MacArthur (officially John R. MacArthur) recalls the first time
he went to the Spectator office, as a freshman. The managing
editor, Dave Smith ’75, “proceeded to give me the greatest
sales pitch, the most inspirational speech about why I or anybody
should go into the news business that I’ve heard. It was all
about crusading journalism, having an impact on the country and
on politics (‘I get a charge out of shaking things up because
it’s fun’), but if you take it seriously and do it right,
you could really do some good. Dave [now The New York Times’
Media section editor] changed my life. He got me into Spectator,
and that’s where I learned how to be a reporter.”
Born in 1956, MacArthur grew up near Chicago in the tony suburb
of Winnetka, Ill. He says he was perhaps predestined to be a journalist
because his great-uncle, Charles MacArthur, co-wrote the classic
newspaper comedy play The Front Page. MacArthur’s future
as an iconoclast also may have been inevitable because he describes
his parents as mavericks. His father, Roderick, told him to figure
things out on his own.
“My father said, ‘Don’t believe what the government
tells you. Don’t believe what the politicians and the businessmen
tell you. So much of it is self-serving.’ For a successful
businessman, my father was unbelievably anti-establishment.”

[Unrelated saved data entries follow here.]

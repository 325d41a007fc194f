use std::time::Instant;

use winit::dpi::PhysicalPosition;
use winit::event::{ElementState, KeyEvent, MouseButton, MouseScrollDelta};
use winit::keyboard::{Key, NamedKey};

use tabpager::page::PageHit;

use super::state::{DemoWindow, DragTracker, PointerState};

/// Pixels scrolled per wheel line.
const LINE_SCROLL_PX: f32 = 40.0;

impl DemoWindow {
    pub(super) fn on_cursor_moved(&mut self, position: PhysicalPosition<f64>) -> bool {
        self.mouse_pos = (position.x, position.y);
        let PointerState::Dragging(tracker) = &mut self.pointer else {
            return false;
        };
        let dx = tracker.update(position.x, Instant::now());
        self.view.drag_by(dx);
        true
    }

    pub(super) fn on_mouse_input(&mut self, state: ElementState, button: MouseButton) {
        if button != MouseButton::Left {
            return;
        }
        let (x, y) = self.mouse_pos;
        let hit = self.view.hit_test(x as f32, y as f32);

        match state {
            ElementState::Pressed => {
                self.pointer = match hit {
                    Some(PageHit::Title(index)) => PointerState::PressedTitle(index),
                    Some(PageHit::Content(_)) if self.view.content().is_scroll_enabled() => {
                        self.view.begin_drag();
                        PointerState::Dragging(DragTracker::new(x, Instant::now()))
                    }
                    _ => PointerState::Idle,
                };
            }
            ElementState::Released => {
                match std::mem::replace(&mut self.pointer, PointerState::Idle) {
                    PointerState::PressedTitle(index) if hit == Some(PageHit::Title(index)) => {
                        self.view.tap_title(index);
                    }
                    PointerState::Dragging(tracker) => self.view.end_drag(tracker.velocity()),
                    _ => {}
                }
            }
        }
    }

    /// Wheel over the strip scrolls overflowing titles.
    pub(super) fn on_mouse_wheel(&mut self, delta: MouseScrollDelta) {
        let (x, y) = self.mouse_pos;
        if !self.view.segment().frame().contains(x as f32, y as f32) {
            return;
        }
        let dx = match delta {
            MouseScrollDelta::LineDelta(dx, dy) => {
                let lines = if dx != 0.0 { dx } else { dy };
                -lines * LINE_SCROLL_PX
            }
            MouseScrollDelta::PixelDelta(pos) => -(if pos.x != 0.0 { pos.x } else { pos.y }) as f32,
        };
        self.view.scroll_titles_by(dx);
    }

    /// Returns whether the key changed anything visible.
    pub(super) fn on_keyboard_input(&mut self, event: &KeyEvent) -> bool {
        if event.state != ElementState::Pressed {
            return false;
        }
        let current = self.view.current_index();
        match &event.logical_key {
            Key::Named(NamedKey::ArrowRight) => self.view.scroll_page(current + 1, true),
            Key::Named(NamedKey::ArrowLeft) => {
                if let Some(index) = current.checked_sub(1) {
                    self.view.scroll_page(index, true);
                }
            }
            Key::Character(text) => match text.as_str() {
                "h" => {
                    let hide = !self.view.is_segment_hidden();
                    self.view.set_hide_segment(hide);
                }
                "s" => {
                    let enabled = !self.view.content().is_scroll_enabled();
                    log::info!("content scrolling {}", if enabled { "on" } else { "off" });
                    self.view.set_scroll_enabled(enabled);
                }
                "r" => self.reset_reversed(),
                digit => match digit.parse::<usize>() {
                    Ok(n) if n > 0 => self.view.scroll_page(n - 1, true),
                    _ => return false,
                },
            },
            _ => return false,
        }
        true
    }
}
//! Pure layout math for the tab strip.
//!
//! Every function in this module is a pure calculation: given title widths,
//! the strip size and the style it returns frames and sizes. No state, no
//! side effects.

use crate::config::{CursorKind, SegmentStyle};
use crate::core::{Rect, Size};

// ── Constants ────────────────────────────────────────────────────────

/// Separator thickness.
pub const SEPARATOR_WIDTH: f32 = 1.0;

/// Vertical space reserved below titles for the (unrendered) triangle cursor.
pub const TRIANGLE_HEIGHT: f32 = 5.0;

/// Padding added to the font point size to get a border/mask cursor height.
pub const MASK_CURSOR_PADDING: f32 = 10.0;

/// Border/mask cursor height when the font point size is unknown.
pub const DEFAULT_MASK_CURSOR_HEIGHT: f32 = 14.0;

// ── Helper types ─────────────────────────────────────────────────────

/// Result of laying out a set of titles inside a strip.
#[derive(Debug, Clone, PartialEq, Default)]
pub struct StripLayout {
    /// One frame per title, in label-surface coordinates.
    pub frames: Vec<Rect>,
    /// `frames.len() - 1` separators when enabled, otherwise empty.
    pub separators: Vec<Rect>,
    /// Titles overflow the strip and the label surface scrolls.
    pub enable_scroll: bool,
    /// Horizontal overhang of border/mask cursors past the title frame.
    pub mask_margin: f32,
    /// Scrollable width of the label surface.
    pub content_width: f32,
}

// ── Layout functions ─────────────────────────────────────────────────

/// Thickness actually used by a line cursor: the configured value, or a
/// third of the strip when the configured value doesn't fit.
pub fn line_cursor_thickness(style: &SegmentStyle, strip_height: f32) -> f32 {
    if style.cursor_height < strip_height {
        style.cursor_height
    } else {
        strip_height / 3.0
    }
}

/// Height of the title labels after reserving room for the cursor.
pub fn label_height(style: &SegmentStyle, strip_height: f32) -> f32 {
    match style.cursor_type {
        CursorKind::Line => strip_height - line_cursor_thickness(style, strip_height),
        CursorKind::Triangle => strip_height - TRIANGLE_HEIGHT,
        _ => strip_height,
    }
}

/// Width the titles need at natural size: every title plus one margin after
/// it, plus a leading margin.
pub fn natural_total_width(widths: &[f32], margin: f32) -> f32 {
    widths.iter().map(|w| w + margin).sum::<f32>() + margin
}

/// Lays out titles of the given natural `widths` inside a strip of `size`.
///
/// Titles keep their natural width (and the label surface may scroll) when
/// they don't fit or even division is disabled; otherwise the strip width is
/// divided evenly.
pub fn layout_titles(widths: &[f32], style: &SegmentStyle, size: Size) -> StripLayout {
    if widths.is_empty() {
        return StripLayout {
            content_width: size.w,
            ..StripLayout::default()
        };
    }

    let margin = style.title_margin;
    let label_h = label_height(style, size.h);
    let separator_count = if style.show_separator {
        widths.len() - 1
    } else {
        0
    };
    let separator_rect = |x: f32| {
        Rect::new(x, label_h * 0.2, SEPARATOR_WIDTH, label_h * 0.6)
    };

    let enable_scroll = natural_total_width(widths, margin) >= size.w;
    let mut frames = Vec::with_capacity(widths.len());
    let mut separators = Vec::with_capacity(separator_count);
    let mut x = 0.0;

    let mask_margin = if enable_scroll || !style.divide_when_wider_than_titles {
        x = margin;
        for (index, &w) in widths.iter().enumerate() {
            frames.push(Rect::new(x, 0.0, w, label_h));
            x += w + margin / 2.0;
            if index < separator_count {
                separators.push(separator_rect(x));
                x += SEPARATOR_WIDTH;
            }
            x += margin / 2.0;
        }
        margin / 2.0
    } else {
        let w = size.w / widths.len() as f32;
        for index in 0..widths.len() {
            frames.push(Rect::new(x, 0.0, w, label_h));
            x += w;
            if index < separator_count {
                separators.push(separator_rect(x));
                x += SEPARATOR_WIDTH;
            }
        }
        0.0
    };

    let content_width = match (enable_scroll, frames.last()) {
        (true, Some(last)) => last.max_x() + margin,
        _ => size.w,
    };

    StripLayout {
        frames,
        separators,
        enable_scroll,
        mask_margin,
        content_width,
    }
}

/// Size a strip needs to show every title at natural width without
/// scrolling, including one unit per separator slot.
pub fn fit_size(widths: &[f32], style: &SegmentStyle) -> Size {
    let w = natural_total_width(widths, style.title_margin) + widths.len() as f32;
    Size::new(w, style.segment_height)
}

/// Label-surface offset that centers `frame` in a strip of `strip_width`,
/// clamped so the surface never scrolls past its content.
pub fn centered_offset(frame: Rect, strip_width: f32, content_width: f32) -> f32 {
    let max_offset = (content_width - strip_width).max(0.0);
    (frame.center_x() - strip_width / 2.0).clamp(0.0, max_offset)
}

/// Height of border and mask cursors.
pub fn mask_cursor_height(point_size: Option<f32>) -> f32 {
    point_size
        .map(|size| size + MASK_CURSOR_PADDING)
        .unwrap_or(DEFAULT_MASK_CURSOR_HEIGHT)
}

// ── Tests ────────────────────────────────────────────────────────────
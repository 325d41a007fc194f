use std::time::{Duration, Instant};

use crate::core::{Rect, Tween};

/// Duration of the cursor slide after a title is selected.
pub const SELECT_ANIMATION_DURATION: Duration = Duration::from_millis(300);

/// Duration of the label-surface scroll that centers the selected title.
pub const CENTER_ANIMATION_DURATION: Duration = Duration::from_millis(300);

/// An in-flight select-animation: the cursor slides from the old title to
/// the new one, then colors snap and the selection event fires.
#[derive(Debug, Clone, Copy, PartialEq)]
pub struct SelectAnimation {
    pub old_index: usize,
    pub new_index: usize,
    cursor: Tween<Rect>,
}

impl SelectAnimation {
    pub fn new(old_index: usize, new_index: usize, from: Rect, to: Rect, animated: bool) -> Self {
        let duration = if animated {
            SELECT_ANIMATION_DURATION
        } else {
            Duration::ZERO
        };
        Self {
            old_index,
            new_index,
            cursor: Tween::new(from, to, duration),
        }
    }

    /// Cursor frame at `now`, and whether the slide has finished.
    pub fn sample(&mut self, now: Instant) -> (Rect, bool) {
        self.cursor.sample(now, Rect::lerp)
    }

    /// Cursor frame once the slide completes.
    pub fn target(&self) -> Rect {
        self.cursor.to
    }

    pub fn retarget(&mut self, to: Rect) {
        self.cursor.to = to;
    }

    pub fn is_instant(&self) -> bool {
        self.cursor.duration().is_zero()
    }
}

/// Select-animation state machine.
#[derive(Debug, Clone, Copy, PartialEq, Default)]
pub enum SelectPhase {
    #[default]
    Idle,
    Animating(SelectAnimation),
}

impl SelectPhase {
    pub fn is_animating(&self) -> bool {
        matches!(self, SelectPhase::Animating(_))
    }
}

MacArthur’s grandfather, John D. MacArthur, a billionaire
insurance and real estate tycoon, was a maverick, too.
“My grandfather instilled a spirit of independence. He didn’t
belong to clubs; he went his own way. He was conventionally right
wing, but he didn’t give money to politicians. He may have
backed a tax assessor in Palm Beach County, might have tried to
bribe him … but it was strictly business. His ideological
thoughts were primitive. His interest in politics didn’t go
beyond what it took to buy influence for his vast businesses.
“He lived modestly, some would say shabbily, in Florida.
The only luxuries he allowed himself were a swimming pool and a
huge aviary with hundreds of parakeets.”
MacArthur says he believed it when his grandfather “announced
he was disinheriting us at an early age. My father told us, seriously,
‘Do not expect to get a dime from him. You’re going
to have to work.’ They didn’t get along, even though
my father worked for him for a long time.”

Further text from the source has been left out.